In our society hair is a sign of youth and vitality — which makes losing your hair a stigma most would choose to live without. Alopecia areata is really the black sheep of the alopecia family because it creates the most frustrating of all hair loss — loss that appears in patches.
When a spouse or partner is diagnosed with Alopecia areata, one’s initial reaction might be gratitude that this was not a symptom of something far greater or life-threatening. Yet its chronic, indiscriminate arrival, departure and return leave a person always knowing an uninvited guest may pop in at any given moment. This will tend to wreak havoc on a person’s mental and emotional state, especially for women. A man can choose to shave his head to create a look. Women, on the other hand, generally are not afforded that same luxury in our society. It’s often assumed that a woman who is bald is more than likely ill.
Couples who have dealt with this issue prior to becoming a couple are generally more likely to rise to the challenges because they existed upfront. When seemingly healthy couples are faced with something neither one originally signed up for, well, it starts to get a little tricky. The key is developing some strategies and tools that can support spouses or partners who have received the frustrating news from their health care professional.
Living together with Alopecia areata
- Education. Once the diagnosis is made, join forces as a team to find out everything you can about Alopecia areata. There are a variety of treatments, though not a one-size-fits-all by any stretch of the imagination. Seek out alternative modalities, both Eastern and Western, and see if there isn’t a combination of the two that can be supportive. Doing this jointly is a real sign of “I’ve got your back” and that you’re in this together.
- Seeking treatment is not something you want your spouse or partner to do alone. Do what you can to attend any doctor appointments and treatment sessions, even if it means sitting in the waiting room and reading a book.
- Discuss options that exist beyond medical choices. These include wearing wigs or scarves, shaving your head, or simply covering it up or over. Much depends on the size of the patch and its location.
- When we see ourselves as losing our youth and vitality, we assume that our spouse or partner sees us that same way. Be willing to keep the communication open and flowing.

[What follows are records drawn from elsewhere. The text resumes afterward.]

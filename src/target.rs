//! Memory-target accessors: uniform read/write across the seven
//! emulator-visible memory regions an IOVM1 program can address.

use bytes::Bytes;
use num_enum::{IntoPrimitive, TryFromPrimitive};
use thiserror::Error;

/// One of the seven addressable memory regions.
///
/// The wire encoding matches the low nibble of a channel's `SETTDU`
/// operand; the upper bits of that operand are [`TargetFlags`], stripped
/// before conversion.
#[derive(Debug, Clone, Copy, PartialEq, Eq, Hash, TryFromPrimitive, IntoPrimitive)]
#[repr(u8)]
pub enum Target {
    Wram = 0,
    Sram = 1,
    Rom = 2,
    /// The mapped execution window at `$2C00`; the one target IOVM1's
    /// `WRITE` opcode typically patches a native code stub into.
    Nmi2c00 = 3,
    Vram = 4,
    Cgram = 5,
    Oam = 6,
}

/// Direction/behavior bits carried in the high nibble of a `SETTDU` operand.
pub mod target_flags {
    /// Transfer walks the address backward (decrement) for its duration.
    pub const REVERSE: u8 = 0x40;
    /// After the transfer, advance the channel's address past the last
    /// byte touched. Absent, the address is left unchanged.
    pub const UPDATE_ADDR: u8 = 0x80;

    /// Mask isolating the [`Target`](super::Target) nibble from a raw
    /// `SETTDU` operand.
    pub const TARGET_MASK: u8 = 0x0F;
}

#[derive(Debug, Error, Clone, Copy, PartialEq, Eq)]
pub enum VmError {
    #[error("operation out of range")]
    OutOfRange,
    #[error("invalid operation for current VM state")]
    InvalidOperationForState,
    #[error("unknown opcode")]
    UnknownOpcode,
    #[error("operation timed out")]
    TimedOut,
    #[error("memory target undefined")]
    MemoryTargetUndefined,
    #[error("memory target not readable")]
    MemoryTargetNotReadable,
    #[error("memory target not writable")]
    MemoryTargetNotWritable,
    #[error("memory target address out of range")]
    MemoryTargetAddressOutOfRange,
}

/// Wire-level VM result code.
#[derive(Debug, Clone, Copy, PartialEq, Eq, TryFromPrimitive, IntoPrimitive)]
#[repr(u8)]
pub enum VmResultCode {
    Success = 0,
    OutOfRange = 1,
    InvalidOperationForState = 2,
    UnknownOpcode = 3,
    TimedOut = 4,
    MemoryTargetUndefined = 5,
    MemoryTargetNotReadable = 6,
    MemoryTargetNotWritable = 7,
    MemoryTargetAddressOutOfRange = 8,
}

impl From<VmError> for VmResultCode {
    fn from(err: VmError) -> VmResultCode {
        match err {
            VmError::OutOfRange => VmResultCode::OutOfRange,
            VmError::InvalidOperationForState => VmResultCode::InvalidOperationForState,
            VmError::UnknownOpcode => VmResultCode::UnknownOpcode,
            VmError::TimedOut => VmResultCode::TimedOut,
            VmError::MemoryTargetUndefined => VmResultCode::MemoryTargetUndefined,
            VmError::MemoryTargetNotReadable => VmResultCode::MemoryTargetNotReadable,
            VmError::MemoryTargetNotWritable => VmResultCode::MemoryTargetNotWritable,
            VmError::MemoryTargetAddressOutOfRange => VmResultCode::MemoryTargetAddressOutOfRange,
        }
    }
}

/// Uniform accessor a host installs for one memory target.
///
/// `write_at`'s default rejects all writes, matching targets like ROM that
/// are read-only by construction; writable targets override it.
pub trait MemoryAccess {
    fn read_at(&self, offset: u32, len: u32) -> Result<Bytes, VmError>;

    fn write_at(&mut self, offset: u32, data: &[u8]) -> Result<(), VmError> {
        let _ = (offset, data);
        Err(VmError::MemoryTargetNotWritable)
    }
}

/// Registry of installed target accessors, indexed by [`Target`].
///
/// An empty slot yields `MemoryTargetUndefined` on any access, mirroring
/// an emulator build that doesn't expose a given region (e.g. no SRAM
/// present in the loaded cartridge).
#[derive(Default)]
pub struct TargetTable {
    slots: [Option<Box<dyn MemoryAccess + Send>>; 7],
}

impl TargetTable {
    pub fn new() -> TargetTable {
        TargetTable::default()
    }

    pub fn install(&mut self, target: Target, accessor: Box<dyn MemoryAccess + Send>) {
        self.slots[target as usize] = Some(accessor);
    }

    pub fn read_at(&self, target: Target, offset: u32, len: u32) -> Result<Bytes, VmError> {
        self.slots[target as usize]
            .as_ref()
            .ok_or(VmError::MemoryTargetUndefined)?
            .read_at(offset, len)
    }

    pub fn write_at(&mut self, target: Target, offset: u32, data: &[u8]) -> Result<(), VmError> {
        self.slots[target as usize]
            .as_mut()
            .ok_or(VmError::MemoryTargetUndefined)?
            .write_at(offset, data)
    }
}

#[cfg(test)]
mod tests {
    use super::*;

    struct FlatMemory {
        bytes: Vec<u8>,
        writable: bool,
    }

    impl MemoryAccess for FlatMemory {
        fn read_at(&self, offset: u32, len: u32) -> Result<Bytes, VmError> {
            let start = offset as usize;
            let end = start + len as usize;
            if end > self.bytes.len() {
                return Err(VmError::MemoryTargetAddressOutOfRange);
            }
            Ok(Bytes::copy_from_slice(&self.bytes[start..end]))
        }

        fn write_at(&mut self, offset: u32, data: &[u8]) -> Result<(), VmError> {
            if !self.writable {
                return Err(VmError::MemoryTargetNotWritable);
            }
            let start = offset as usize;
            let end = start + data.len();
            if end > self.bytes.len() {
                return Err(VmError::MemoryTargetAddressOutOfRange);
            }
            self.bytes[start..end].copy_from_slice(data);
            Ok(())
        }
    }

    #[test]
    fn undefined_target_reports_undefined() {
        let table = TargetTable::new();
        assert_eq!(
            table.read_at(Target::Wram, 0, 1).unwrap_err(),
            VmError::MemoryTargetUndefined
        );
    }

    #[test]
    fn read_only_target_rejects_write_by_default() {
        struct RomOnly(Vec<u8>);
        impl MemoryAccess for RomOnly {
            fn read_at(&self, offset: u32, len: u32) -> Result<Bytes, VmError> {
                Ok(Bytes::copy_from_slice(
                    &self.0[offset as usize..offset as usize + len as usize],
                ))
            }
        }

        let mut table = TargetTable::new();
        table.install(Target::Rom, Box::new(RomOnly(vec![0u8; 16])));
        assert_eq!(
            table.write_at(Target::Rom, 0, &[1]).unwrap_err(),
            VmError::MemoryTargetNotWritable
        );
    }

    #[test]
    fn writable_target_roundtrips() {
        let mut table = TargetTable::new();
        table.install(
            Target::Wram,
            Box::new(FlatMemory {
                bytes: vec![0u8; 32],
                writable: true,
            }),
        );
        table.write_at(Target::Wram, 4, &[9, 8, 7]).unwrap();
        let read = table.read_at(Target::Wram, 4, 3).unwrap();
        assert_eq!(&read[..], &[9, 8, 7]);
    }

    #[test]
    fn out_of_range_offset_is_reported() {
        let mut table = TargetTable::new();
        table.install(
            Target::Sram,
            Box::new(FlatMemory {
                bytes: vec![0u8; 8],
                writable: true,
            }),
        );
        assert_eq!(
            table.read_at(Target::Sram, 4, 100).unwrap_err(),
            VmError::MemoryTargetAddressOutOfRange
        );
    }

    #[test]
    fn target_nibble_mask_strips_flags() {
        let raw = target_flags::REVERSE | target_flags::UPDATE_ADDR | (Target::Vram as u8);
        let nibble = raw & target_flags::TARGET_MASK;
        assert_eq!(Target::try_from(nibble).unwrap(), Target::Vram);
    }
}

If your spouse or partner accuses you of not being attracted to her because of her condition, don’t try to defend yourself. Instead opt to be empathetic, reflecting back what she’s sharing with you, and the accompanying feelings. First assuring her you can empathize allows you to comfort and respond from your own heart that nothing could be further from the truth.

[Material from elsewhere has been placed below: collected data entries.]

//! Dispatcher-level errors: protocol violations and connection loss.

use crate::frame::FrameError;
use thiserror::Error;

#[derive(Debug, Error)]
pub enum DispatchError {
    #[error("framing error: {0}")]
    Frame(#[from] FrameError),

    #[error("unknown type byte {type_byte:#04x} on channel {channel:?}")]
    UnknownType { channel: crate::frame::Channel, type_byte: u8 },

    #[error("handler produced a malformed completion payload")]
    MalformedPayload,

    #[error("connection closed while a command was in flight")]
    ConnectionClosed,

    #[error("completion arrived but no waiter was pending for this command type")]
    UnmatchedCompletion,
}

- Consider counseling. Support your partner in getting some outside support; also suggest that you be included as he feels comfortable in you doing so. This takes away the sting that this is his problem and he had better do something about it. Instead it’s a challenge you face together.
- Seek out ways to laugh about it. It may seem easier said than done, but I find that the couples who can laugh together more often stay together. Discovering perspective in all of this is crucial so that you don’t begin to find yourself slowly disconnecting from each other.

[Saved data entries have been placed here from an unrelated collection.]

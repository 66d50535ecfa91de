//! Core of a host-agent system for scripting a retro-console emulator over
//! a byte-stream connection: the IOVM1 byte-code interpreter, the 64-byte
//! framed transport it and the RPC layer share, and the RPC dispatcher that
//! demultiplexes responses/notifications and correlates commands with
//! their completions.
//!
//! Socket bootstrap, process lifecycle, controller-side convenience
//! wrappers, CLI glue, and the PPUX overlay subsystem are external
//! collaborators — this crate only provides the wire-level building
//! blocks (see `DESIGN.md` for the scope boundary).

pub mod frame;
pub mod iovm1;
pub mod rpc;
pub mod target;


pub use frame::{Channel, Frame, FrameDecoder, FrameEncoder, FrameError, FramedReader, FramedWriter};
pub use iovm1::{Notification, Program, StepOutcome, Vm, VmChannel, VmState};
pub use rpc::{Command, Completion, DispatchError, Dispatcher};
pub use target::{MemoryAccess, Target, TargetTable, VmError, VmResultCode};

/// Error returned by code at the crate's public boundary that doesn't
/// warrant its own `thiserror` enum.
///
/// Library internals never use this — `frame::FrameError`, `target::VmError`,
/// and `rpc::DispatchError` are the typed errors propagated with `?`
/// throughout. This alias exists only for integration glue (tests, example
/// binaries) that needs to bubble up any of the above uniformly.
pub type Error = Box<dyn std::error::Error + Send + Sync>;

/// A specialized `Result` type mirroring [`Error`]'s scope.
pub type Result<T> = std::result::Result<T, Error>;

- Create check-in moments to talk about how you’re both feeling. It’s important that each of you knows that feelings don’t have a shelf life or an expiration date. They can come and go, and they are always welcome. Creating this space is crucial for the relationship to continue to thrive.
- Alopecia areata may be chronic, but it doesn’t pay your rent or mortgage. Don’t give it the power to run, or ruin, your relationship just because it shows up whenever it wants. Your relationship is between the two of you. When you operate as a team, Alopecia areata simply becomes a bump in the road that together you face head-on.
This may be happening to your spouse or partner’s body, but the greatest treatment starts from a place of “we” — the knowing that the lifting and healing power of two is twice the strength that any one person can generate alone.